### PROBLEM
Retype every entry below without any change.

### RECORDS PROVIDED
○ ○ ○

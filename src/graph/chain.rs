//! Effect chain construction.

use super::{AudioContext, NodeId};
use crate::{CaptureError, VoiceEffect};

/// Builds the filter stages of a [`VoiceEffect`] behind a source node.
///
/// The builder remembers the nodes it created, so building again first
/// releases the previous chain instead of leaving it connected to the
/// source.
///
/// # Example
///
/// ```
/// use voice_tap::graph::{AudioContext, ChainBuilder};
/// use voice_tap::VoiceEffect;
///
/// let ctx = AudioContext::new(48000, 128);
/// let input = ctx.create_gain(1.0).unwrap();
/// let mut chain = ChainBuilder::new();
///
/// // Natural adds nothing: the input is the terminal
/// assert_eq!(chain.build(&ctx, input, VoiceEffect::Natural).unwrap(), input);
///
/// let terminal = chain.build(&ctx, input, VoiceEffect::Radio).unwrap();
/// assert_eq!(ctx.path_from(input).last(), Some(&terminal));
/// assert_eq!(chain.nodes().len(), 2);
/// ```
#[derive(Debug, Default)]
pub struct ChainBuilder {
    input: Option<NodeId>,
    nodes: Vec<NodeId>,
}

impl ChainBuilder {
    /// Creates an empty builder.
    pub fn new() -> Self {
        Self::default()
    }

    /// Nodes of the current chain, in signal order.
    pub fn nodes(&self) -> &[NodeId] {
        &self.nodes
    }

    /// Wires `effect`'s stages after `input` and returns the last node.
    ///
    /// Any chain built earlier is released first. `input` must not have an
    /// output yet (or only the previous chain).
    ///
    /// # Errors
    ///
    /// Returns the context's error if a node cannot be created or connected.
    /// Nodes created before the failure stay tracked and go away with the
    /// next [`release`](Self::release) or when the context closes.
    pub fn build(
        &mut self,
        ctx: &AudioContext,
        input: NodeId,
        effect: VoiceEffect,
    ) -> Result<NodeId, CaptureError> {
        self.release(ctx);
        self.input = Some(input);

        let mut terminal = input;
        for stage in effect.stages() {
            let node = ctx.create_stage(&stage)?;
            self.nodes.push(node);
            ctx.connect(terminal, node)?;
            terminal = node;
        }

        tracing::debug!(%effect, stages = self.nodes.len(), "effect chain built");
        Ok(terminal)
    }

    /// Detaches the chain from its input and frees its nodes.
    pub fn release(&mut self, ctx: &AudioContext) {
        if let Some(input) = self.input.take() {
            let _ = ctx.disconnect(input);
        }
        for node in self.nodes.drain(..) {
            let _ = ctx.release(node);
        }
    }
}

○ ○ ○

### TASK RESULT
filename src/graph/chain.rs
//! Effect chain construction.

use super::{AudioContext, NodeId};
use crate::{CaptureError, VoiceEffect};

/// Builds the filter stages of a [`VoiceEffect`] behind a source node.
///
/// The builder remembers the nodes it created, so building again first
/// releases the previous chain instead of leaving it connected to the
/// source.
///
/// # Example
///
/// ```
/// use voice_tap::graph::{AudioContext, ChainBuilder};
/// use voice_tap::VoiceEffect;
///
/// let ctx = AudioContext::new(48000, 128);
/// let input = ctx.create_gain(1.0).unwrap();
/// let mut chain = ChainBuilder::new();
///
/// // Natural adds nothing: the input is the terminal
/// assert_eq!(chain.build(&ctx, input, VoiceEffect::Natural).unwrap(), input);
///
/// let terminal = chain.build(&ctx, input, VoiceEffect::Radio).unwrap();
/// assert_eq!(ctx.path_from(input).last(), Some(&terminal));
/// assert_eq!(chain.nodes().len(), 2);
/// ```
#[derive(Debug, Default)]
pub struct ChainBuilder {
    input: Option<NodeId>,
    nodes: Vec<NodeId>,
}

impl ChainBuilder {
    /// Creates an empty builder.
    pub fn new() -> Self {
        Self::default()
    }

    /// Nodes of the current chain, in signal order.
    pub fn nodes(&self) -> &[NodeId] {
        &self.nodes
    }

    /// Wires `effect`'s stages after `input` and returns the last node.
    ///
    /// Any chain built earlier is released first. `input` must not have an
    /// output yet (or only the previous chain).
    ///
    /// # Errors
    ///
    /// Returns the context's error if a node cannot be created or connected.
    /// Nodes created before the failure stay tracked and go away with the
    /// next [`release`](Self::release) or when the context closes.
    pub fn build(
        &mut self,
        ctx: &AudioContext,
        input: NodeId,
        effect: VoiceEffect,
    ) -> Result<NodeId, CaptureError> {
        self.release(ctx);
        self.input = Some(input);

        let mut terminal = input;
        for stage in effect.stages() {
            let node = ctx.create_stage(&stage)?;
            self.nodes.push(node);
            ctx.connect(terminal, node)?;
            terminal = node;
        }

        tracing::debug!(%effect, stages = self.nodes.len(), "effect chain built");
        Ok(terminal)
    }

    /// Detaches the chain from its input and frees its nodes.
    pub fn release(&mut self, ctx: &AudioContext) {
        if let Some(input) = self.input.take() {
            let _ = ctx.disconnect(input);
        }
        for node in self.nodes.drain(..) {
            let _ = ctx.release(node);
        }
    }
}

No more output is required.